Often, talk about making an improvement is accompanied by an implied (or overtly stated) assumption that the aspect of you or your life that is intended for change is somehow deficient or even bad.

Yes, there are certainly habits and tendencies that do not support you and the way you want to live. But when you attempt to motivate yourself from a negative approach or assumption, any improvement experienced usually doesn't last-- or it is tinged with fear or self-castigation.

This is no upgrade.

A truly sustaining and expansive upgrade stems from the reminder that you are perfect as you are...imperfections and all. You can affirm to yourself that you are inherently good and capable AND that you'd like to create an even better life and a more enhanced you.

From this place of essentially coming to peace with where you are and being clear about where you want to go, you can make that upgrade and even feel happy and fulfilled along the way.

Find your edge.

We've all got an edge. This is the symbolic boundary beyond which we are uncomfortable or perhaps we even blatantly refuse to go. It is the invisible-- yet seemingly iron-clad-- line that keeps us stuck where we are.

I encourage you to find your inner edge and then explore beyond it.

You may be accustomed to biting back what you really want to say to a close family member, for example. Perhaps you just want to keep the peace and over the years you've become really adept at doing this. The trouble is, sometimes your self-induced silence means that you feel hurt or disrespected.

Maybe speaking out and potentially “making waves” is a really scary prospect for you. In your mind, who knows what would happen: “Will this person I care about leave me?” “What if he or she hurts me even more if I talk about how I truly feel?” “It's just not safe to speak up!”

This is an edge.

When you are alone, think about a time when you met up with your edge. Clues could include: a contraction in your stomach, stiffening shoulders and back, headaches that seem to come on suddenly or a tendency to leave the moment by becoming distracted or unfocused.
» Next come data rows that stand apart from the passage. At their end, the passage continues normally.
//! # Pricing
//!
//! Flat `days × daily rate` quotes, and what to do when the client's
//! numbers disagree with them.
//!
//! ## Trust Boundary
//! ```text
//! ┌─────────────────────────────────────────────────────────────────────────┐
//! │  Client sends:  days, pricePerDay, totalPrice                          │
//! │  Server knows:  startDate, endDate, item.priceDaily                    │
//! │                                                                         │
//! │  Quote = (endDate - startDate + 1) days × item.priceDaily              │
//! │                                                                         │
//! │  PricingPolicy::TrustClient  persist client values (mismatch flagged)  │
//! │  PricingPolicy::Recompute    persist the quote                         │
//! └─────────────────────────────────────────────────────────────────────────┘
//! ```
//!
//! Day counts are inclusive: a Mar 1 to Mar 3 booking is three days.

use chrono::NaiveDate;
use serde::{Deserialize, Serialize};
use std::fmt;
use std::str::FromStr;
use ts_rs::TS;

use crate::error::{CoreError, CoreResult, ValidationError};
use crate::money::{self, Money};
use crate::MAX_RENTAL_DAYS;

// =============================================================================
// Quote
// =============================================================================

/// Server-side price for a date range.
#[derive(Debug, Clone, Copy, PartialEq, Eq, Serialize, Deserialize, TS)]
#[serde(rename_all = "camelCase")]
#[ts(export)]
pub struct Quote {
    pub days: i64,
    #[serde(with = "money::decimal")]
    #[ts(type = "number")]
    pub price_per_day: Money,
    #[serde(with = "money::decimal")]
    #[ts(type = "number")]
    pub total: Money,
}

impl Quote {
    /// Quotes `price_daily` over the inclusive range `start..=end`.
    ///
    /// ## Errors
    /// `InvalidPeriod` if `end` is before `start` or the range is longer
    /// than [`MAX_RENTAL_DAYS`].
    pub fn for_range(price_daily: Money, start: NaiveDate, end: NaiveDate) -> CoreResult<Quote> {
        Ok(Quote::for_days(price_daily, inclusive_days(start, end)?))
    }

    /// Quotes `price_daily` over a day count already checked by
    /// [`inclusive_days`].
    pub fn for_days(price_daily: Money, days: i64) -> Quote {
        Quote {
            days,
            price_per_day: price_daily,
            total: price_daily.multiply_days(days),
        }
    }

    /// Whether client-supplied terms agree with this quote.
    pub fn matches(&self, terms: &RentalTerms) -> bool {
        self.days == terms.days
            && self.price_per_day == terms.price_per_day
            && self.total == terms.total_price
    }

    pub fn as_terms(&self) -> RentalTerms {
        RentalTerms {
            days: self.days,
            price_per_day: self.price_per_day,
            total_price: self.total,
        }
    }
}

/// Number of days in `start..=end`.
pub fn inclusive_days(start: NaiveDate, end: NaiveDate) -> CoreResult<i64> {
    if end < start {
        return Err(CoreError::InvalidPeriod {
            reason: format!("end date {end} is before start date {start}"),
        });
    }

    let days = (end - start).num_days() + 1;
    if days > MAX_RENTAL_DAYS {
        return Err(CoreError::InvalidPeriod {
            reason: format!("{days} days exceeds the maximum of {MAX_RENTAL_DAYS}"),
        });
    }

    Ok(days)
}

/// The priced part of a rental, as persisted.
#[derive(Debug, Clone, Copy, PartialEq, Eq)]
pub struct RentalTerms {
    pub days: i64,
    pub price_per_day: Money,
    pub total_price: Money,
}

// =============================================================================
// Pricing Policy
// =============================================================================

/// Which numbers win when client terms and the server quote disagree.
#[derive(Debug, Clone, Copy, PartialEq, Eq, Default, Serialize, Deserialize, TS)]
#[serde(rename_all = "snake_case")]
#[ts(export)]
pub enum PricingPolicy {
    /// Persist the client's values. Mismatches are reported, not fixed.
    #[default]
    TrustClient,
    /// Persist the server quote.
    Recompute,
}

/// Outcome of applying a [`PricingPolicy`].
#[derive(Debug, Clone, Copy, PartialEq, Eq)]
pub struct PricingDecision {
    /// Terms to persist.
    pub terms: RentalTerms,
    /// Client terms differed from the quote.
    pub mismatch: bool,
}

impl PricingPolicy {
    pub fn decide(&self, client: RentalTerms, quote: &Quote) -> PricingDecision {
        let mismatch = !quote.matches(&client);
        let terms = match self {
            PricingPolicy::TrustClient => client,
            PricingPolicy::Recompute => quote.as_terms(),
        };
        PricingDecision { terms, mismatch }
    }

    pub const fn as_str(&self) -> &'static str {
        match self {
            PricingPolicy::TrustClient => "trust_client",
            PricingPolicy::Recompute => "recompute",
        }
    }
}

impl fmt::Display for PricingPolicy {
    fn fmt(&self, f: &mut fmt::Formatter<'_>) -> fmt::Result {
        f.write_str(self.as_str())
    }
}

impl FromStr for PricingPolicy {
    type Err = ValidationError;

    fn from_str(s: &str) -> Result<Self, Self::Err> {
        match s.trim().to_ascii_lowercase().as_str() {
            "trust_client" => Ok(PricingPolicy::TrustClient),
            "recompute" => Ok(PricingPolicy::Recompute),
            _ => Err(ValidationError::NotAllowed {
                field: "pricing_policy".to_string(),
                allowed: vec!["trust_client".to_string(), "recompute".to_string()],
            }),
        }
    }
}

// =============================================================================
// Unit Tests
// =============================================================================
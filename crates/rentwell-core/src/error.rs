//! Rule and input errors.
//!
//! [`ValidationError`] rejects malformed input before any rule runs.
//! [`CoreError`] covers requests that are well formed but not allowed,
//! such as picking up a cancelled rental. The API maps both to status codes;
//! storage failures are a separate type in `rentwell-db`.

use thiserror::Error;

use crate::lifecycle::RentalAction;
use crate::types::RentalStatus;

#[derive(Debug, Error)]
pub enum CoreError {
    /// `action` is not allowed while the rental is `from`. Returned before
    /// anything is written.
    #[error("Rental {rental_id} is {from}, cannot {action}")]
    InvalidTransition {
        rental_id: String,
        from: RentalStatus,
        action: RentalAction,
    },

    /// End before start, or longer than `MAX_RENTAL_DAYS`.
    #[error("bad rental dates: {reason}")]
    InvalidPeriod { reason: String },

    #[error(transparent)]
    Validation(#[from] ValidationError),
}

/// A field that failed its input check. `field` uses the wire name
/// (`itemId`, `priceDaily`) so messages read the same as the request.
#[derive(Debug, Error)]
pub enum ValidationError {
    #[error("{field} is required")]
    Required { field: String },

    #[error("{field} must be at most {max} characters")]
    TooLong { field: String, max: usize },

    #[error("{field} must be between {min} and {max}")]
    OutOfRange { field: String, min: i64, max: i64 },

    #[error("{field} is malformed: {reason}")]
    InvalidFormat { field: String, reason: String },

    #[error("{field} must be one of {}", allowed.join(", "))]
    NotAllowed { field: String, allowed: Vec<String> },
}

impl ValidationError {
    pub fn required(field: impl Into<String>) -> Self {
        ValidationError::Required {
            field: field.into(),
        }
    }
}

pub type CoreResult<T> = Result<T, CoreError>;

#[cfg(test)]
mod tests {
    use super::*;

    #[test]
    fn test_invalid_transition_message() {
        let err = CoreError::InvalidTransition {
            rental_id: "r-1".to_string(),
            from: RentalStatus::Cancelled,
            action: RentalAction::ConfirmPickup,
        };
        assert_eq!(
            err.to_string(),
            "Rental r-1 is cancelled, cannot confirm pickup"
        );
    }

    #[test]
    fn test_validation_error_messages() {
        assert_eq!(
            ValidationError::required("itemId").to_string(),
            "itemId is required"
        );

        let err = ValidationError::OutOfRange {
            field: "days".to_string(),
            min: 1,
            max: 365,
        };
        assert_eq!(err.to_string(), "days must be between 1 and 365");

        let err = ValidationError::NotAllowed {
            field: "status".to_string(),
            allowed: vec!["available".to_string(), "unavailable".to_string()],
        };
        assert_eq!(err.to_string(), "status must be one of available, unavailable");
    }

    #[test]
    fn test_validation_passes_through_core_error() {
        let core_err: CoreError = ValidationError::required("startDate").into();
        assert!(matches!(core_err, CoreError::Validation(_)));
        assert_eq!(core_err.to_string(), "startDate is required");
    }
}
As you meet up with your edge, get curious about the situation that was (or still is) going on. Was a particular person involved? Was a certain setting or specific words said? Gather this information and try to identify what the most loaded trigger is for you.

Ask yourself how you might replay the situation if you had no edge.

Explore in your mind what might happen, for instance, if you were honest with this family member about how you feel when he or she says those words to you. Include as unbiased a list of possible options as you can formulate. How does it feel in your body to finally speak up?

Communicating with integrity and openness does not necessarily mean that you are combative or that you will instigate an argument, by the way. There are many ways to talk about how you are feeling and what you want that can actually promote connection.

The point to this exercise is to gently move yourself past your edge-- whatever that might be.

In the safety of your inner self, demonstrate that you do have the choice to step past that self-created boundary and then try a new way of communicating, acting and being.

This is an upgrade upon which you can build and grow and flourish.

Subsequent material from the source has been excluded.